The Intel 80486 processor is essentially an enhanced 80386. It has a similar instruction set and register model but to dismiss it as simply a go-faster 80386 would be ignoring the other features that it uses to improve performance.
Like the MC68040, it is a CISC processor that can execute instructions in a single cycle. This is done by pipelining the instruction flow so that address calculations and so on are per-formed as the instruction proceeds down the line. Although the pipeline may take several cycles, an instruction can potentially be started and completed on every clock edge, thus achieving the single cycle performance.
To provide instruction and data to the pipeline, the 80486 has an internal unified cache to contain both data and instructions.
This removes the dependency of the processor on faster external memory to maintain sufficient data flow to allow the processor to continue executing instead of stalling. The 80486 also integrates a 80387 compatible fast floating point unit and thus does not need an external coprocessor.
The instruction set is essentially the same as the 80386 but there are some additional instructions available when running in protected mode to control the memory management and floating point units.

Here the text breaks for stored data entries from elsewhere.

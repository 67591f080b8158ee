//! Recording [`WebAppHost`]

use std::sync::atomic::{AtomicUsize, Ordering};
use std::sync::Mutex;

use course_miniapp::webapp::{HapticKind, WebAppHost};

#[derive(Default)]
pub struct MockHost {
    user_id: Option<i64>,
    init_data: Option<String>,
    expands: AtomicUsize,
    haptics: Mutex<Vec<HapticKind>>,
}

impl MockHost {
    /// Host opened outside Telegram (no user)
    pub fn anonymous() -> Self {
        Self::default()
    }

    pub fn with_user(user_id: i64, init_data: &str) -> Self {
        Self {
            user_id: Some(user_id),
            init_data: Some(init_data.to_string()),
            ..Self::default()
        }
    }

    pub fn expand_count(&self) -> usize {
        self.expands.load(Ordering::SeqCst)
    }

    pub fn haptics(&self) -> Vec<HapticKind> {
        self.haptics.lock().unwrap().clone()
    }
}

impl WebAppHost for MockHost {
    fn expand(&self) {
        self.expands.fetch_add(1, Ordering::SeqCst);
    }

    fn user_id(&self) -> Option<i64> {
        self.user_id
    }

    fn init_data(&self) -> Option<&str> {
        self.init_data.as_deref()
    }

    fn notify(&self, kind: HapticKind) {
        self.haptics.lock().unwrap().push(kind);
    }
}
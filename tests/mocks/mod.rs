//! Mock implementations of the backend API and the WebApp host
//!
//! Lets the view controller run without a network or a Telegram client.

#![allow(dead_code)] // Not every test binary uses every helper

pub mod mock_api;
pub mod mock_host;

pub use mock_api::{MockCatalogApi, Reply};
pub use mock_host::MockHost;

use course_miniapp::api::{Course, FileMeta, Topic};

pub fn course(id: i64, title: &str) -> Course {
    Course {
        id,
        title: title.to_string(),
    }
}

pub fn topic(title: &str, files: &[(&str, &str)]) -> Topic {
    Topic {
        title: title.to_string(),
        files: files
            .iter()
            .map(|(file_id, name)| FileMeta {
                file_id: file_id.to_string(),
                name: name.to_string(),
                kind: None,
            })
            .collect(),
        course: None,
    }
}
//! Telegram WebApp host capability
//!
//! The view controller never touches the host environment directly. It gets
//! a [`WebAppHost`] that exposes viewport expansion, the user identity and
//! haptic feedback.

use std::sync::atomic::{AtomicUsize, Ordering};

use anyhow::{Context, Result};
use serde::Deserialize;
use strum::{AsRefStr, Display};
use url::form_urlencoded;

/// Kinds accepted by `HapticFeedback.notificationOccurred`
#[derive(Debug, Clone, Copy, PartialEq, Eq, Display, AsRefStr)]
#[strum(serialize_all = "lowercase")]
pub enum HapticKind {
    Success,
    Error,
    Warning,
}

/// What the embedding environment provides to the Mini App
pub trait WebAppHost: Send + Sync {
    /// Expand the Mini App to full height
    fn expand(&self);

    /// Telegram user id, `None` when opened outside Telegram
    fn user_id(&self) -> Option<i64>;

    /// Raw signed init data, forwarded to the backend when available
    fn init_data(&self) -> Option<&str> {
        None
    }

    /// `HapticFeedback.notificationOccurred(kind)`
    fn notify(&self, kind: HapticKind);

    fn notify_success(&self) {
        self.notify(HapticKind::Success);
    }
}

/// Returns the host user id, or `fallback` when the app runs outside Telegram.
pub fn resolve_user_id(host: &dyn WebAppHost, fallback: i64) -> i64 {
    match host.user_id() {
        Some(id) => id,
        None => {
            log::debug!("Test mode: no Telegram user, using fallback id {}", fallback);
            fallback
        }
    }
}

/// Parsed Telegram `initData` (the `initDataUnsafe` view, no signature check)
#[derive(Debug, Clone, PartialEq, Eq)]
pub struct InitData {
    raw: String,
    user_id: Option<i64>,
}

/// The part of the `user` field the client needs
#[derive(Debug, Deserialize)]
struct InitDataUser {
    id: i64,
}

impl InitData {
    /// Parses the query-string formatted init data.
    ///
    /// A missing `user` parameter is not an error (the user id is simply
    /// absent); a malformed `user` JSON is. When `user` repeats, the first
    /// occurrence wins.
    pub fn parse(raw: &str) -> Result<Self> {
        let user = form_urlencoded::parse(raw.as_bytes())
            .find(|(key, _)| key == "user")
            .map(|(_, value)| serde_json::from_str::<InitDataUser>(&value))
            .transpose()
            .context("init data carries an invalid user object")?;

        Ok(Self {
            raw: raw.to_string(),
            user_id: user.map(|user| user.id),
        })
    }

    pub fn raw(&self) -> &str {
        &self.raw
    }

    pub fn user_id(&self) -> Option<i64> {
        self.user_id
    }
}

/// Host for non-browser drivers (CLI): identity comes from optional init
/// data, `expand` is a no-op and haptics are logged and counted.
#[derive(Debug, Default)]
pub struct StaticHost {
    init_data: Option<InitData>,
    haptics: AtomicUsize,
}

impl StaticHost {
    pub fn new(init_data: Option<InitData>) -> Self {
        Self {
            init_data,
            haptics: AtomicUsize::new(0),
        }
    }

    /// Number of haptic notifications fired so far
    pub fn haptic_count(&self) -> usize {
        self.haptics.load(Ordering::Relaxed)
    }
}

impl WebAppHost for StaticHost {
    fn expand(&self) {
        log::debug!("expand() requested");
    }

    fn user_id(&self) -> Option<i64> {
        self.init_data.as_ref().and_then(InitData::user_id)
    }

    fn init_data(&self) -> Option<&str> {
        self.init_data.as_ref().map(InitData::raw)
    }

    fn notify(&self, kind: HapticKind) {
        self.haptics.fetch_add(1, Ordering::Relaxed);
        log::debug!("haptic: {}", kind);
    }
}
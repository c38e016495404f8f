//! Engine configuration
//!
//! Defaults are compiled in; each field can be overridden from the environment:
//!   H2E_MAX_SWEEP_SAMPLES, H2E_PARALLEL_SWEEP_THRESHOLD, H2E_DISPLAY_DECIMALS,
//!   H2E_CRF_DECIMALS, H2E_CACHE_CAPACITY

use serde::{Deserialize, Serialize};
use std::env;

/// Runtime knobs shared by the sweep runner, cache, and presentation helpers
#[derive(Debug, Clone, PartialEq, Serialize, Deserialize)]
pub struct EngineConfig {
    /// Upper bound on samples per sweep request
    pub max_sweep_samples: usize,

    /// Sweeps with at least this many samples are evaluated on the rayon pool
    pub parallel_sweep_threshold: usize,

    /// Decimal places for currency values in display copies
    pub display_decimals: u32,

    /// Decimal places for the capital recovery factor in display copies
    pub crf_decimals: u32,

    /// Maximum number of memoized evaluations
    pub cache_capacity: usize,
}

impl Default for EngineConfig {
    fn default() -> Self {
        Self {
            max_sweep_samples: 10_000,
            parallel_sweep_threshold: 256,
            display_decimals: 2,
            crf_decimals: 6,
            cache_capacity: 1_024,
        }
    }
}

impl EngineConfig {
    /// Defaults with any `H2E_*` environment overrides applied.
    /// Unparseable values fall back to the default.
    pub fn from_env() -> Self {
        let defaults = Self::default();

        Self {
            max_sweep_samples: env_or("H2E_MAX_SWEEP_SAMPLES", defaults.max_sweep_samples),
            parallel_sweep_threshold: env_or(
                "H2E_PARALLEL_SWEEP_THRESHOLD",
                defaults.parallel_sweep_threshold,
            ),
            display_decimals: env_or("H2E_DISPLAY_DECIMALS", defaults.display_decimals),
            crf_decimals: env_or("H2E_CRF_DECIMALS", defaults.crf_decimals),
            cache_capacity: env_or("H2E_CACHE_CAPACITY", defaults.cache_capacity),
        }
    }

    /// Override the sweep sample limit
    pub fn with_max_sweep_samples(mut self, max: usize) -> Self {
        self.max_sweep_samples = max;
        self
    }
}

fn env_or<T: std::str::FromStr>(key: &str, default: T) -> T {
    env::var(key)
        .ok()
        .and_then(|s| s.trim().parse().ok())
        .unwrap_or(default)
}
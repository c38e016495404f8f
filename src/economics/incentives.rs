//! Incentive aggregation
//!
//! total [$/kg] = direct + electricity_rate x (kWh/kg) / 1000 + carbon_rate x (kg CO2/kg) / 1000

use serde::{Deserialize, Serialize};

use super::round_to;
use crate::error::{require_positive, DomainError};
use crate::inputs::IncentiveInputs;

/// Incentive value per kg of hydrogen, by stream
#[derive(Debug, Clone, Copy, PartialEq, Serialize, Deserialize)]
pub struct IncentiveResult {
    /// Direct production credit [$/kg]
    pub direct_per_kg: f64,

    /// Electricity-linked credit converted to [$/kg]
    pub electricity_per_kg: f64,

    /// Carbon credit converted to [$/kg]
    pub carbon_per_kg: f64,

    /// Sum of the three streams [$/kg]
    pub total_per_kg: f64,
}

impl IncentiveResult {
    /// No credit
    pub fn zero() -> Self {
        Self {
            direct_per_kg: 0.0,
            electricity_per_kg: 0.0,
            carbon_per_kg: 0.0,
            total_per_kg: 0.0,
        }
    }

    pub fn rounded(&self, decimals: u32) -> Self {
        Self {
            direct_per_kg: round_to(self.direct_per_kg, decimals),
            electricity_per_kg: round_to(self.electricity_per_kg, decimals),
            carbon_per_kg: round_to(self.carbon_per_kg, decimals),
            total_per_kg: round_to(self.total_per_kg, decimals),
        }
    }
}

/// Combine the incentive streams into one per-kg credit.
///
/// `efficiency_kwh_per_kg` converts the per-MWh credit into a per-kg value.
pub fn aggregate_incentives(
    incentives: &IncentiveInputs,
    efficiency_kwh_per_kg: f64,
) -> Result<IncentiveResult, DomainError> {
    incentives.validate()?;
    require_positive("efficiency_kwh_per_kg", efficiency_kwh_per_kg)?;

    let direct_per_kg = incentives.direct_credit_per_kg;
    let electricity_per_kg = incentives.electricity_credit_per_mwh * efficiency_kwh_per_kg / 1000.0;
    let carbon_per_kg = incentives.carbon_credit_per_ton * incentives.co2_avoided_kg_per_kg / 1000.0;

    Ok(IncentiveResult {
        direct_per_kg,
        electricity_per_kg,
        carbon_per_kg,
        total_per_kg: direct_per_kg + electricity_per_kg + carbon_per_kg,
    })
}
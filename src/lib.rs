//! Hydrogen Economics - project economics engine for electrolytic hydrogen plants
//!
//! This library provides:
//! - Levelized cost of hydrogen (LCOH) with a per-kg cost breakdown
//! - Aggregation of production, electricity-linked and carbon incentives
//! - Investment metrics (annual profit, NPV, payback, ROI) with explicit undefined states
//! - Sensitivity sweeps over plant inputs, including a synthetic-LCOH what-if mode
//! - Batch scenario evaluation, CSV scenario loading and memoized evaluation

pub mod cache;
pub mod config;
pub mod economics;
pub mod error;
pub mod inputs;
pub mod scenario;
pub mod summary;
pub mod sweep;

// Re-export commonly used types
pub use cache::EvaluationCache;
pub use config::EngineConfig;
pub use economics::{FinancialMetrics, IncentiveResult, LcohResult, Metric, UndefinedMetric};
pub use error::{DomainError, LoadError};
pub use inputs::{IncentiveInputs, ProjectInputs, Scenario};
pub use scenario::{Evaluation, ScenarioRunner};
pub use sweep::{InputAxis, MarketTerms, SensitivitySweepRunner, SweepPoint, SweepRange, SweepTarget};
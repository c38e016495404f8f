//! Scenario runner: full pipeline from plant inputs to investment metrics
//!
//! Holds the engine configuration once, then evaluates any number of scenarios
//! against it, one at a time or as a parallel batch.

use rayon::prelude::*;
use serde::{Deserialize, Serialize};

use crate::config::EngineConfig;
use crate::economics::{
    aggregate_incentives, calculate_lcoh, evaluate_financials, FinancialMetrics, IncentiveResult,
    LcohResult,
};
use crate::error::DomainError;
use crate::inputs::Scenario;

/// Everything computed for one scenario
#[derive(Debug, Clone, PartialEq, Serialize, Deserialize)]
pub struct Evaluation {
    pub lcoh: LcohResult,
    pub incentives: IncentiveResult,
    pub metrics: FinancialMetrics,
}

impl Evaluation {
    /// Display copy rounded per `config`
    pub fn rounded(&self, config: &EngineConfig) -> Self {
        Self {
            lcoh: self.lcoh.rounded(config.display_decimals, config.crf_decimals),
            incentives: self.incentives.rounded(config.display_decimals),
            metrics: self.metrics.rounded(config.display_decimals),
        }
    }
}

/// Evaluates scenarios under a shared configuration
///
/// # Example
/// ```ignore
/// let runner = ScenarioRunner::new();
///
/// for price in [6.0, 9.0, 12.0] {
///     let scenario = Scenario { selling_price_per_kg: price, ..Default::default() };
///     let evaluation = runner.evaluate(&scenario)?;
/// }
/// ```
#[derive(Debug, Clone)]
pub struct ScenarioRunner {
    config: EngineConfig,
}

impl ScenarioRunner {
    /// Create runner with default configuration
    pub fn new() -> Self {
        Self {
            config: EngineConfig::default(),
        }
    }

    /// Create runner with configuration read from the environment
    pub fn from_env() -> Self {
        Self {
            config: EngineConfig::from_env(),
        }
    }

    pub fn with_config(config: EngineConfig) -> Self {
        Self { config }
    }

    /// LCOH, then incentives, then financial metrics
    pub fn evaluate(&self, scenario: &Scenario) -> Result<Evaluation, DomainError> {
        scenario.validate()?;

        let project = &scenario.project;
        let lcoh = calculate_lcoh(project)?;
        let incentives = aggregate_incentives(&scenario.incentives, project.efficiency_kwh_per_kg)?;
        let metrics = evaluate_financials(&lcoh, &incentives, scenario.selling_price_per_kg, project)?;

        Ok(Evaluation {
            lcoh,
            incentives,
            metrics,
        })
    }

    /// Evaluate many scenarios in parallel.
    /// Output order matches input order; one invalid scenario does not stop the rest.
    pub fn run_batch(&self, scenarios: &[Scenario]) -> Vec<Result<Evaluation, DomainError>> {
        log::info!("Evaluating batch of {} scenarios", scenarios.len());

        let results: Vec<_> = scenarios.par_iter().map(|s| self.evaluate(s)).collect();

        let failed = results.iter().filter(|r| r.is_err()).count();
        if failed > 0 {
            log::warn!("{} of {} scenarios failed validation", failed, scenarios.len());
        }
        results
    }

    pub fn config(&self) -> &EngineConfig {
        &self.config
    }
}

impl Default for ScenarioRunner {
    fn default() -> Self {
        Self::new()
    }
}

#[cfg(test)]
mod tests {
    use super::*;
    use crate::inputs::{IncentiveInputs, ProjectInputs};

    #[test]
    fn test_evaluate_reference_scenario() {
        let runner = ScenarioRunner::new();
        let evaluation = runner.evaluate(&Scenario::default()).unwrap();

        assert!((evaluation.incentives.total_per_kg - 4.5).abs() < 1e-12);
        assert!(evaluation.metrics.is_profitable());
        assert_eq!(evaluation.metrics.unit_cost_per_kg, evaluation.lcoh.lcoh_per_kg);
    }

    #[test]
    fn test_batch_preserves_order_and_isolates_failures() {
        let runner = ScenarioRunner::new();

        let scenarios: Vec<Scenario> = [20.0, 50.0, -1.0, 80.0]
            .iter()
            .map(|&price| Scenario {
                project: ProjectInputs {
                    electricity_cost_per_mwh: price,
                    ..Default::default()
                },
                incentives: IncentiveInputs::none(),
                ..Default::default()
            })
            .collect();

        let results = runner.run_batch(&scenarios);
        assert_eq!(results.len(), 4);
        assert!(results[2].is_err());

        // Higher electricity price should result in higher LCOH
        let lcoh: Vec<f64> = results
            .iter()
            .filter_map(|r| r.as_ref().ok())
            .map(|e| e.lcoh.lcoh_per_kg)
            .collect();
        assert!(lcoh[0] < lcoh[1] && lcoh[1] < lcoh[2]);
    }

    #[test]
    fn test_rounded_evaluation() {
        let runner = ScenarioRunner::new();
        let evaluation = runner.evaluate(&Scenario::default()).unwrap();
        let display = evaluation.rounded(runner.config());
        assert_eq!(display.lcoh.lcoh_per_kg, 5.68);
        assert_eq!(display.incentives.total_per_kg, 4.5);
    }
}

Intel 486SX and overdrive processors
The 80486 is available in several different versions which offer different facilities. The 486SX is like the 80386SX, a stripped down version of the full DX processor with the floating point unit removed but with the normal 32 bit external data and address buses. The DX2 versions are the clock doubled versions which run the internal processor at twice the external bus speed. This allows a 50 MHz DX2 processor to work in a 25 MHz board design, and opens the way to retrospective upgrades — known as the over-drive philosophy — where a user simply replaces a 25 MHz 486SX with a DX to get floating point support or a DX2 to get the FPU and theoretically twice the performance. Such upgrades need to be carefully considered: removing devices that do not have a zero insertion force socket can be tricky at best and wreck the board at worst. Similarly, the additional heat and power dissipation has also to be taken into consideration. While some early PC designs had difficulties in these areas, the overdrive option has now become a standard PC option.
The DX2 typically gives about 1.6 to 1.8 performance im-provement depending on the operations that are being carried out. Internal processing gains the most from the DX2 approach while memory-intensive operations are frequently limited by the external board design. Intel have also released a DX4 version which offers internal CPU speeds of 75 and 100 MHz.
For embedded system designers, these overdrive chips can be a gift from heaven in that they allow the hardware performance of a system to be upgraded by simply swapping the processor. As the speed clocking is an internal operation, the external hardware timing can remain as is without affecting the design. It should be stated that getting the performance budget right in the first place is always preferable, but having the option of getting more per-formance without changing the complete hardware is always useful as a backup plan. It should be remembered that this solution will only address CPU performance issues and not prob-lems caused by external memory access delays or I/O speed problems. This approach can be used with many other processors where a pin compatible but faster CPU is available.